### TASK BRIEF
Each line containing the word "Apply" must be copied from the material below.

### GIVEN DATA
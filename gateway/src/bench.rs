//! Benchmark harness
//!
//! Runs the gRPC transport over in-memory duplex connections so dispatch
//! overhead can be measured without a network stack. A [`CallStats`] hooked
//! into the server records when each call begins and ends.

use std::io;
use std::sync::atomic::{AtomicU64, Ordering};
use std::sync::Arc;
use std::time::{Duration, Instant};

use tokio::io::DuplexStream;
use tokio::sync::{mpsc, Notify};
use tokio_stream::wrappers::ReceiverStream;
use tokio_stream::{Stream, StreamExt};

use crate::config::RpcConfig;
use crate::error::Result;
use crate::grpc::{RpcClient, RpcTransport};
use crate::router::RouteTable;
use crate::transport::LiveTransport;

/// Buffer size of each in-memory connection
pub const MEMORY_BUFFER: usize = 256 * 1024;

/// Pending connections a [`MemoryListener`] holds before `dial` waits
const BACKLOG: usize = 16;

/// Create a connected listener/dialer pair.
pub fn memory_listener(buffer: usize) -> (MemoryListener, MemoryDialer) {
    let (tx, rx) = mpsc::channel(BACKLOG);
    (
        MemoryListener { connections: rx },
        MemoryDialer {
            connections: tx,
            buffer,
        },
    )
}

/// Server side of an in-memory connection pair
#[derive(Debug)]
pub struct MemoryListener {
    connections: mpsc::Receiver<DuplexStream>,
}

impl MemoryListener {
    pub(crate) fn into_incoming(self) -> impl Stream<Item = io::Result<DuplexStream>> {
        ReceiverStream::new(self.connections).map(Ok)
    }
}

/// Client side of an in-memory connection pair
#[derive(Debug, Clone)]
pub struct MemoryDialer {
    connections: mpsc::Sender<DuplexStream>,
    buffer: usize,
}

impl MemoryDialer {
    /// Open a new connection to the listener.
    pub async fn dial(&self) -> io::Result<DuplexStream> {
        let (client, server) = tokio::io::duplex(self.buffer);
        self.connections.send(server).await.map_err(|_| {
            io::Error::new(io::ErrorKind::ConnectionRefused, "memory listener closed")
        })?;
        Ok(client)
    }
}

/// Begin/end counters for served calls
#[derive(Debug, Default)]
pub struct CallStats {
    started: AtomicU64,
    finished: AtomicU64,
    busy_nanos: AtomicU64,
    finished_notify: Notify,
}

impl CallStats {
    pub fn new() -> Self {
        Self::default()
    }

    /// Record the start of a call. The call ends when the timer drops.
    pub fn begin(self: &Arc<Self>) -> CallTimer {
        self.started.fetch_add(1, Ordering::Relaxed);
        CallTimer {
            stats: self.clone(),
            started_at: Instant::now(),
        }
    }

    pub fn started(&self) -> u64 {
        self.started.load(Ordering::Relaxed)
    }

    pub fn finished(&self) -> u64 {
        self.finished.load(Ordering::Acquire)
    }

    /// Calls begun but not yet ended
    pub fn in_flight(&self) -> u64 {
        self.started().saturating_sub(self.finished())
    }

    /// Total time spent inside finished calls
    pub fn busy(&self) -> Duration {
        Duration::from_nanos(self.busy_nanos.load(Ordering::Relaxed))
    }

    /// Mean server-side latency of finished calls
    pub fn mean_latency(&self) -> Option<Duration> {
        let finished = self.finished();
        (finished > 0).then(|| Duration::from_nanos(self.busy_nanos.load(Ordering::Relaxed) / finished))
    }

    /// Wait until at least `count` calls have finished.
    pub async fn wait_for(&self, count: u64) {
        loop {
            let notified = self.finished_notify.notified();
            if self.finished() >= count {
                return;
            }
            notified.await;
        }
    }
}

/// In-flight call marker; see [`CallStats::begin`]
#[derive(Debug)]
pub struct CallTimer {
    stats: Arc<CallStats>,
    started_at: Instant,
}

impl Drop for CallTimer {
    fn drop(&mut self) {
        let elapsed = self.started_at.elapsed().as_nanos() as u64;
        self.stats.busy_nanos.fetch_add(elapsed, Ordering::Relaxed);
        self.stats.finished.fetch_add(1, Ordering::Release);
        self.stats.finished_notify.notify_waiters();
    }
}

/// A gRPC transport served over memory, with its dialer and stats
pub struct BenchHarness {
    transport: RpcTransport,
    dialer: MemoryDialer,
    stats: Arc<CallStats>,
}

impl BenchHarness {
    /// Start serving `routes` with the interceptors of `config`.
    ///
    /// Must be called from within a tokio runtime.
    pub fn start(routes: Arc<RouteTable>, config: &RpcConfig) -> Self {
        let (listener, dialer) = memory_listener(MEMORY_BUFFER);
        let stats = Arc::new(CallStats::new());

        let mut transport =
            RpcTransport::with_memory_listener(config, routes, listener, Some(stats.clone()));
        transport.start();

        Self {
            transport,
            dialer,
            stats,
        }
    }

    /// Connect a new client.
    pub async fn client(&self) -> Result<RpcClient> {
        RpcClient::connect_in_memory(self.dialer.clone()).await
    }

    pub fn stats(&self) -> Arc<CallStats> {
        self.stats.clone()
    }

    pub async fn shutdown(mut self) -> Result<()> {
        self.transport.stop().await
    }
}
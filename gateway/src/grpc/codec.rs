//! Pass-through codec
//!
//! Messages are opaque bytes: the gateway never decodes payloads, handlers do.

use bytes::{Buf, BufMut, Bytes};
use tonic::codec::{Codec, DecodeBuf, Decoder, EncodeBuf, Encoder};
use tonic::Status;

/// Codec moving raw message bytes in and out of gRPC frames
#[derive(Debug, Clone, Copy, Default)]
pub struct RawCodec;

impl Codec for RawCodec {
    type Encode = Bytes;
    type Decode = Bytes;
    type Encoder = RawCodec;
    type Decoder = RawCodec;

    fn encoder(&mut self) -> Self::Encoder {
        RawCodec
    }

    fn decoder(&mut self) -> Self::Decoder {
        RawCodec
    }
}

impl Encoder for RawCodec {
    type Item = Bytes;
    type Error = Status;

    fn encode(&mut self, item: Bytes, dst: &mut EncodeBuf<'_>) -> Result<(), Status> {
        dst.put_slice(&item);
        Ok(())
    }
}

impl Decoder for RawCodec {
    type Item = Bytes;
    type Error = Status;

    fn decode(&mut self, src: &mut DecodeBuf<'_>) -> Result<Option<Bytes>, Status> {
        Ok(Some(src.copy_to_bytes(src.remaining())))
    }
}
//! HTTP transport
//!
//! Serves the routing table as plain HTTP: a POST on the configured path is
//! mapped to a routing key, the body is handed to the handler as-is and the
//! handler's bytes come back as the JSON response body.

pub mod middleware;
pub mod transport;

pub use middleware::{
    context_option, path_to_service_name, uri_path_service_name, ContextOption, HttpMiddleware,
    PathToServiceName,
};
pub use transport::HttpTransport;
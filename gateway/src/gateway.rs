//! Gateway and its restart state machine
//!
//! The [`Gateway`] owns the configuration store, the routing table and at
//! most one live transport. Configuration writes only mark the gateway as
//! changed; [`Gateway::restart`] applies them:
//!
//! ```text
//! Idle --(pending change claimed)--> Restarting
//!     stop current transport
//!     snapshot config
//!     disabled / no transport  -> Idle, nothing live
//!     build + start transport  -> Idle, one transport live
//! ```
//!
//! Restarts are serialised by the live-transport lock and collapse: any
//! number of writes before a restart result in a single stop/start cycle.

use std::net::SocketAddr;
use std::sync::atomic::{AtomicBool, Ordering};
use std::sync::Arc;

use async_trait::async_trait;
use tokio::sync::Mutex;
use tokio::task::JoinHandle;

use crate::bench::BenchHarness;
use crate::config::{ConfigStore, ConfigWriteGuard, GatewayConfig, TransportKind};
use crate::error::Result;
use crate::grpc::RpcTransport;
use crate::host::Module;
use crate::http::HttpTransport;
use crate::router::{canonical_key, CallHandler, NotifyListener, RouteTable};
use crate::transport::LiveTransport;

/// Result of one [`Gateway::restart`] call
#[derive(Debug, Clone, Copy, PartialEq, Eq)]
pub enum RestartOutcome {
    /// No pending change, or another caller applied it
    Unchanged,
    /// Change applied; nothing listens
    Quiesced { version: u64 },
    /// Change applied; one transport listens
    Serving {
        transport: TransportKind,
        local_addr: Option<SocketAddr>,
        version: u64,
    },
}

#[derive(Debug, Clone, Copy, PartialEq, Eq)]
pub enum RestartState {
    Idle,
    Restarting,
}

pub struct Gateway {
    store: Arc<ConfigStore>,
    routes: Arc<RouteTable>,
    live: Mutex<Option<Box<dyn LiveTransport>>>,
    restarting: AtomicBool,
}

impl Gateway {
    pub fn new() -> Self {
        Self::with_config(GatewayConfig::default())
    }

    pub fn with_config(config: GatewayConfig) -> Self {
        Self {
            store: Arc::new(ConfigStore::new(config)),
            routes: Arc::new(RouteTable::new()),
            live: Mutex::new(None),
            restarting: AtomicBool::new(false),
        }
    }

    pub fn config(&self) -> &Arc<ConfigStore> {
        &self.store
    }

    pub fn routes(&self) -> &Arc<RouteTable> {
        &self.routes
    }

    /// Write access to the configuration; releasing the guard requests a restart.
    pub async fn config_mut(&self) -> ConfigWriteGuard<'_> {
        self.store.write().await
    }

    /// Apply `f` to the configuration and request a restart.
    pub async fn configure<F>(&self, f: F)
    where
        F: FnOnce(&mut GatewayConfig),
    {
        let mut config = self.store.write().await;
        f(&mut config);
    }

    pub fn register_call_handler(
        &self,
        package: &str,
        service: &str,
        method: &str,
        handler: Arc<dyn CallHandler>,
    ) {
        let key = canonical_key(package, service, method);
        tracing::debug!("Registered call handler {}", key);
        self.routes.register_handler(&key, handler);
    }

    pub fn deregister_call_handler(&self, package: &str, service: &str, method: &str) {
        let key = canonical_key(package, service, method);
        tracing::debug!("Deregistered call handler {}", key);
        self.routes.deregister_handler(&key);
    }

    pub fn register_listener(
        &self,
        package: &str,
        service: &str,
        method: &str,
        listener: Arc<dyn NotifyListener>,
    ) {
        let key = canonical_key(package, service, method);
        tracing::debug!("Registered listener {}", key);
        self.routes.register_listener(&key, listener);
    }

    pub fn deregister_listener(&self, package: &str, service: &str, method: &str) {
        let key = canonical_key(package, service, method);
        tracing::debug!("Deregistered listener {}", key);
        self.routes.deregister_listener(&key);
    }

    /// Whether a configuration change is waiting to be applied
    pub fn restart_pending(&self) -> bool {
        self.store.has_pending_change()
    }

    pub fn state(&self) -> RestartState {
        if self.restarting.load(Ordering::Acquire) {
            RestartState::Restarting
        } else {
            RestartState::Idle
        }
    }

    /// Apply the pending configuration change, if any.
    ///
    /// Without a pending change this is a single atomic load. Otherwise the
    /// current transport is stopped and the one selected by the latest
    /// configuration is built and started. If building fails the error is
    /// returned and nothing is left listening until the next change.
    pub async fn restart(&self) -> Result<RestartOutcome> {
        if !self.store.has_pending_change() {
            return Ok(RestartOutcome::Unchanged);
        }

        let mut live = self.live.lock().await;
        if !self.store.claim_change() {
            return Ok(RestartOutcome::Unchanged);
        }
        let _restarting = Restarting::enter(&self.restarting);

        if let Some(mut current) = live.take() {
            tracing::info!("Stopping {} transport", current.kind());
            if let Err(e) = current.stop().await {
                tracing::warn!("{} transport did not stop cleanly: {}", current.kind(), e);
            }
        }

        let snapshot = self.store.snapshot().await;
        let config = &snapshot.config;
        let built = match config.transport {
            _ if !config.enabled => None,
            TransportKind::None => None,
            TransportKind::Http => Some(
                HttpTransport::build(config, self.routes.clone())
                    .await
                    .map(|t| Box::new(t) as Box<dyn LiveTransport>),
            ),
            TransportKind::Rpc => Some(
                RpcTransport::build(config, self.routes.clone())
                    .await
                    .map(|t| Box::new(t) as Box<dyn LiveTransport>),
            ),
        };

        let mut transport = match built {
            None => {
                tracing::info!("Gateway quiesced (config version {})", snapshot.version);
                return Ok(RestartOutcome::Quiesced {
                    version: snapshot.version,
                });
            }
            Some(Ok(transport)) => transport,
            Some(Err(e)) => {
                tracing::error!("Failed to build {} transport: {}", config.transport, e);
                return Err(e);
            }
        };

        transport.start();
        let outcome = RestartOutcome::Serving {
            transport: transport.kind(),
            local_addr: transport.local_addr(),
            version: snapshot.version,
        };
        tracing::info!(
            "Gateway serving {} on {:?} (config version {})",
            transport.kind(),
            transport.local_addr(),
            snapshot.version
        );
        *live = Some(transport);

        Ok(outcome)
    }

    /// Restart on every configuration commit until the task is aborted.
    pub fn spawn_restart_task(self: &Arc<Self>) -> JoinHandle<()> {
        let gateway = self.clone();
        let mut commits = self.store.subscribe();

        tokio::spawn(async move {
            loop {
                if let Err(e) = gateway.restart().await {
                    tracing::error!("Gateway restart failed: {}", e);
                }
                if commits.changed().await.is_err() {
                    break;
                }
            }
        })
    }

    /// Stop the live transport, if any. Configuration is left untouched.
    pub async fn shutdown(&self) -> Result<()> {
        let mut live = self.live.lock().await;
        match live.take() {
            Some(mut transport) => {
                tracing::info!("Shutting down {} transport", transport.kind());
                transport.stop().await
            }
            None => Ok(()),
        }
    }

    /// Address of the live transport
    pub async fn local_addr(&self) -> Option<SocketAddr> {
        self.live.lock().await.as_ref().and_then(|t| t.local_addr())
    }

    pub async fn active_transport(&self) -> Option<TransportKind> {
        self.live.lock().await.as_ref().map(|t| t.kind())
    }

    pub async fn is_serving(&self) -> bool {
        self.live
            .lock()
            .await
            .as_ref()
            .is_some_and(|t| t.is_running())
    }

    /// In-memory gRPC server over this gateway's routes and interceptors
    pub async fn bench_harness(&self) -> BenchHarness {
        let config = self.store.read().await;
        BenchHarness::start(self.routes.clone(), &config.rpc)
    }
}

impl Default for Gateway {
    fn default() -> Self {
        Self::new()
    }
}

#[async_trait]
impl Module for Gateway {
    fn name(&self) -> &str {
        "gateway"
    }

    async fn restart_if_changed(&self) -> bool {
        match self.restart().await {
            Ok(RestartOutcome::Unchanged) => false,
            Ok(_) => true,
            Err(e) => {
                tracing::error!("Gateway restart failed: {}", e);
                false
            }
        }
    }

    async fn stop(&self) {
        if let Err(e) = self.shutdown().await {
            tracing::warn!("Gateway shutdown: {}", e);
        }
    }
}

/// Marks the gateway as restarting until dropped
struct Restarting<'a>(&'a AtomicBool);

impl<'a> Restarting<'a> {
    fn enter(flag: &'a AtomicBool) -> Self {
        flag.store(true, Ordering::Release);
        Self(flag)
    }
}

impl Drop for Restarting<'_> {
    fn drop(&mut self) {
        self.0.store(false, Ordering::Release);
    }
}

### SOLUTION FOR THIS PROBLEM
    /// Apply `f` to the configuration and request a restart.
    /// Apply the pending configuration change, if any.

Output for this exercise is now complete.